Stored items:

=======

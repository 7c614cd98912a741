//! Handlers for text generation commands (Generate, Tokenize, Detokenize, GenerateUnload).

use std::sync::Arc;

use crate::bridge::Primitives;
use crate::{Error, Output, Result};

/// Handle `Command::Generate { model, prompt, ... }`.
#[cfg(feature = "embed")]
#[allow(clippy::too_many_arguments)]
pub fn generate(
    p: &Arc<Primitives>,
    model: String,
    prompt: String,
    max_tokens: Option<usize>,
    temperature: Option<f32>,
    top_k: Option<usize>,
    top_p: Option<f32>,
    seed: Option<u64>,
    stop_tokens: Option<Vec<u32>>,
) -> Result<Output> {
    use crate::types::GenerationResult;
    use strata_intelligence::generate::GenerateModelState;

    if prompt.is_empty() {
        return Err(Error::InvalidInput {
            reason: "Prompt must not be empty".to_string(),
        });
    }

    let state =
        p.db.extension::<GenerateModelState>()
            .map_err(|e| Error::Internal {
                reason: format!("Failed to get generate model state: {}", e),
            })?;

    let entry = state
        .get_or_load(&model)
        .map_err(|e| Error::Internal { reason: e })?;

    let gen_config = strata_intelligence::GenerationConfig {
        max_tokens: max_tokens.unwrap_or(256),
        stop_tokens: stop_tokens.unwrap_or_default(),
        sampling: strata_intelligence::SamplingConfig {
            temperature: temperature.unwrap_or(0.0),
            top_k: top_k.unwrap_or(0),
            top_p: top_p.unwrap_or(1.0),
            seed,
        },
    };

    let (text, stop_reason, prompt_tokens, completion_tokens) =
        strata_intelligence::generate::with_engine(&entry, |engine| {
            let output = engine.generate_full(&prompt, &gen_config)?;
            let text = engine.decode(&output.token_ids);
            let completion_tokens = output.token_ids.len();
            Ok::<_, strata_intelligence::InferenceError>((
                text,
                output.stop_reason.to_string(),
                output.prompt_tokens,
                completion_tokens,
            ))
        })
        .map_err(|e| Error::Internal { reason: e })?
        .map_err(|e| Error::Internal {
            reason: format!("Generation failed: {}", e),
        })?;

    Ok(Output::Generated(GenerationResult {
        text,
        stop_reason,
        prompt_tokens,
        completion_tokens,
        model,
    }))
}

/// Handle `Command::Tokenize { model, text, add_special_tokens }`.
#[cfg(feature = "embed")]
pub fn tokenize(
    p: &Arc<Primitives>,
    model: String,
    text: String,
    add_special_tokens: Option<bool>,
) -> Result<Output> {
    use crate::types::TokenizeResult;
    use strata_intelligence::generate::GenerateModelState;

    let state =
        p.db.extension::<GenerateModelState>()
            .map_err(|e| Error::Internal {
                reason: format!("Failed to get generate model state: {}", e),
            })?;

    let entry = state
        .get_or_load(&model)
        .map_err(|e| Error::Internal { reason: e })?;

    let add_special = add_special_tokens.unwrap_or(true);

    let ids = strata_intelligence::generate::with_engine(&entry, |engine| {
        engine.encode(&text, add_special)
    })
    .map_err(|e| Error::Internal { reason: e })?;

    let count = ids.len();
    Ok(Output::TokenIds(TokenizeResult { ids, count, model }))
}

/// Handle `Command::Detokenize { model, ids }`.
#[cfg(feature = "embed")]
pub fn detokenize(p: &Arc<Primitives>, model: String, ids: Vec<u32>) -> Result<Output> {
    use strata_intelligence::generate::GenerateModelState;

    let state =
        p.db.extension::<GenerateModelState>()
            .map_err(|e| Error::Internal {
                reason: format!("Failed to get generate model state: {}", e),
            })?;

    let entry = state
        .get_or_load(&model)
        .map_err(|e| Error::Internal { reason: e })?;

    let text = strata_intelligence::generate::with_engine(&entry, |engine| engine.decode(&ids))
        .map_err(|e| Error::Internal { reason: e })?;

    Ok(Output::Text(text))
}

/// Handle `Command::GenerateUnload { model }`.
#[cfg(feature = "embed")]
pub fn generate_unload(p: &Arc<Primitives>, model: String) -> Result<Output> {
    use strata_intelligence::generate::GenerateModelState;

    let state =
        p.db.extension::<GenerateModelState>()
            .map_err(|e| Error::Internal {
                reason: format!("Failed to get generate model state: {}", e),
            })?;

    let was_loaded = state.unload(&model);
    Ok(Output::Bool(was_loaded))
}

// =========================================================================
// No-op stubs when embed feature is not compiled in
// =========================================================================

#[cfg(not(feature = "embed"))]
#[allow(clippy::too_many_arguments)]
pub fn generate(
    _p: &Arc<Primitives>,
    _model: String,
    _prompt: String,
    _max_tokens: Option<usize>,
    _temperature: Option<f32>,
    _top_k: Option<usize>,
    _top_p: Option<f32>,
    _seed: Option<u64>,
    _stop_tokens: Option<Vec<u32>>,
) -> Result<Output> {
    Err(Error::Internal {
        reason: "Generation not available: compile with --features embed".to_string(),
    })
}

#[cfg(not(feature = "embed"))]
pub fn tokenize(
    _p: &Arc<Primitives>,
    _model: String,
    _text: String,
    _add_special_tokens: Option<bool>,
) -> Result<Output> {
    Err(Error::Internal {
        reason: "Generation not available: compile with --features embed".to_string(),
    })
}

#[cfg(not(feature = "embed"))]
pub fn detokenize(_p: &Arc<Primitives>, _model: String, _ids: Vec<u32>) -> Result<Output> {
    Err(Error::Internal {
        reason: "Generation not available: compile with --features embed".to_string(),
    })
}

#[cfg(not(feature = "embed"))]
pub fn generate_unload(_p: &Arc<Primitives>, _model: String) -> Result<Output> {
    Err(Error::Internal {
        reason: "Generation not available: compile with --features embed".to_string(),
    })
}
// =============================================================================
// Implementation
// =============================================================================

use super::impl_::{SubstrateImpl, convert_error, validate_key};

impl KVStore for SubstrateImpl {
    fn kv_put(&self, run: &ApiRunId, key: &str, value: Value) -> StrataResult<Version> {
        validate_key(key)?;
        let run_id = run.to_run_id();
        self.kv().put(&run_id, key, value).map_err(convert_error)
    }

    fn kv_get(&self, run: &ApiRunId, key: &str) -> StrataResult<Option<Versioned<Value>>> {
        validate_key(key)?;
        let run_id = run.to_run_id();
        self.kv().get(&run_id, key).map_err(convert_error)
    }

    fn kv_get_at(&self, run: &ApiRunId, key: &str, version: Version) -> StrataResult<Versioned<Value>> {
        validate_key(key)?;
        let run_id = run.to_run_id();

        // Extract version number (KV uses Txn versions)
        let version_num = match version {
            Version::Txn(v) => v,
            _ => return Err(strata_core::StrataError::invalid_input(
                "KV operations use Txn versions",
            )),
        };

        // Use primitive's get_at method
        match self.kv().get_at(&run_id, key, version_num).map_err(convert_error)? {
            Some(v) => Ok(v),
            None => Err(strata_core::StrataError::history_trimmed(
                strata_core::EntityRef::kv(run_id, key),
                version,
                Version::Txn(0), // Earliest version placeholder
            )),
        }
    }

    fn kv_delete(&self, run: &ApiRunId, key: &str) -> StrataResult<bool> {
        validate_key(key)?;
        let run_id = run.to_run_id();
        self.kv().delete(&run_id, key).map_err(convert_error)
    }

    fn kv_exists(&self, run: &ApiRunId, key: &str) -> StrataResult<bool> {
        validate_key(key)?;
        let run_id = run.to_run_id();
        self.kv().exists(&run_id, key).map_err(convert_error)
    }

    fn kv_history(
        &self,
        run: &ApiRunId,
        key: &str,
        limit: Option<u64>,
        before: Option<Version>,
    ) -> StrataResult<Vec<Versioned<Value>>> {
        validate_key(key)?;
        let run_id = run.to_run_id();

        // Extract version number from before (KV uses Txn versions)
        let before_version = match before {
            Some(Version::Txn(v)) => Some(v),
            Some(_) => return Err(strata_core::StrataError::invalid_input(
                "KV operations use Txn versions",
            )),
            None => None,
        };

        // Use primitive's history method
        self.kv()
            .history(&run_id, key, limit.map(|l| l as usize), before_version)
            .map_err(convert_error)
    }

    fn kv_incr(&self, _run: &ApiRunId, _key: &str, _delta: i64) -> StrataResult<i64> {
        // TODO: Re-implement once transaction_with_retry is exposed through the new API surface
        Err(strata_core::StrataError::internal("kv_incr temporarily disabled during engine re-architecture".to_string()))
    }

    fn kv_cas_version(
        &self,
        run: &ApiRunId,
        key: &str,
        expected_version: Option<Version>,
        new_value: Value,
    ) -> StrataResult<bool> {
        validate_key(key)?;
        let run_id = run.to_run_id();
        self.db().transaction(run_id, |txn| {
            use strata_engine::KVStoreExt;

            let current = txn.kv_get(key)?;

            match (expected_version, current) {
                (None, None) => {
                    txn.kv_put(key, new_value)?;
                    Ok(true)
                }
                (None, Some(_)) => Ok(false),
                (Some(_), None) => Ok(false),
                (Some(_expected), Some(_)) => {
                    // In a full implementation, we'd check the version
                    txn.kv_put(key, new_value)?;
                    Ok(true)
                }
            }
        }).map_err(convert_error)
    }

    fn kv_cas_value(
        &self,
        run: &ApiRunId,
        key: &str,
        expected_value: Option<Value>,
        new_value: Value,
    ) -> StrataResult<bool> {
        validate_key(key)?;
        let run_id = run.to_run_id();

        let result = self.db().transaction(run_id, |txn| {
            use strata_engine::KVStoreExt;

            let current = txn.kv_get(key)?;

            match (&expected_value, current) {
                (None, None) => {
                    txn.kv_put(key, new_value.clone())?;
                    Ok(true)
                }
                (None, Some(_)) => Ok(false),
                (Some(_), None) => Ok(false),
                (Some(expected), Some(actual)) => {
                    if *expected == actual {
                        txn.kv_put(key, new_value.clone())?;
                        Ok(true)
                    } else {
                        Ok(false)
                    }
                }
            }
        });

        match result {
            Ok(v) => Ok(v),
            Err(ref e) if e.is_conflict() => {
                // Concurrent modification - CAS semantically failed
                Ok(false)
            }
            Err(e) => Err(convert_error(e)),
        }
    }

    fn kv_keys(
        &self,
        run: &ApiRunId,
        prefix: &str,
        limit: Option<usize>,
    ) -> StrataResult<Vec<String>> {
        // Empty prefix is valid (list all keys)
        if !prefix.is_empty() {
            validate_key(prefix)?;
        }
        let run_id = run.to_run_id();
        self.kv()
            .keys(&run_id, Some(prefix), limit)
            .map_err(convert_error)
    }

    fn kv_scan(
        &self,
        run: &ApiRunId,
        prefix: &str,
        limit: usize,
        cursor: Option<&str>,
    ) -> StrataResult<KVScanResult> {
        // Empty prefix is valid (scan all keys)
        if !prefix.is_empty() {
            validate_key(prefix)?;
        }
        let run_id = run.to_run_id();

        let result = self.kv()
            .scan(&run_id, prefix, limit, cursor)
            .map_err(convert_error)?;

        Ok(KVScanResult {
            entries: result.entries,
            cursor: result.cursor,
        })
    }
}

=======

Throughout the data above, report every line that contains the string "SubstrateImpl".

use super::impl_::{SubstrateImpl, convert_error, validate_key};
impl KVStore for SubstrateImpl {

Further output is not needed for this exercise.